Only the count is needed. Count the lines below with the word "that" in them.

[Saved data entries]

======

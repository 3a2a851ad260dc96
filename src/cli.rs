use clap::{Args, Parser, Subcommand};
use mediro::{AppConfig, DateSource};
use std::path::PathBuf;

#[derive(Debug, Parser)]
#[command(name = "mediro")]
#[command(about = "Sort a pool of files into a YYYY/YYYY_MM/YYYY_MM_DD tree", long_about = None)]
pub struct Cli {
    #[command(subcommand)]
    pub command: Option<Commands>,

    /// Directory holding the files to sort
    #[arg(long, global = true)]
    pub input: Option<PathBuf>,

    /// Root of the dated directory tree
    #[arg(long, global = true)]
    pub output: Option<PathBuf>,

    /// Directory receiving files that could not be sorted
    #[arg(long, global = true)]
    pub unsorted: Option<PathBuf>,
}

#[derive(Debug, Subcommand)]
pub enum Commands {
    /// Sort every file in the input directory
    Sort(SortArgs),
    /// Create the input and unsorted directories
    Init,
    /// Print configuration values
    PrintConfig,
}

#[derive(Debug, Args)]
pub struct SortArgs {
    /// Where file dates come from
    #[arg(long, value_enum)]
    pub date_source: Option<DateSource>,

    /// Ask before renaming a file that collides at its destination
    #[arg(long)]
    pub interactive: bool,

    /// Stop the whole sweep at the first declined rename
    #[arg(long)]
    pub abort_on_decline: bool,

    /// Start without the confirmation prompt
    #[arg(short, long)]
    pub yes: bool,
}

impl Cli {
    pub fn apply_paths(&self, config: &mut AppConfig) {
        if let Some(input) = &self.input {
            config.input_dir = input.clone();
        }
        if let Some(output) = &self.output {
            config.output_root = output.clone();
        }
        if let Some(unsorted) = &self.unsorted {
            config.unsorted_dir = unsorted.clone();
        }
    }
}

impl SortArgs {
    pub fn apply(&self, config: &mut AppConfig) {
        if let Some(source) = self.date_source {
            config.date_source = source;
        }
        config.interactive |= self.interactive;
        config.abort_on_decline |= self.abort_on_decline;
    }
}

======

• Response for this exercise: 2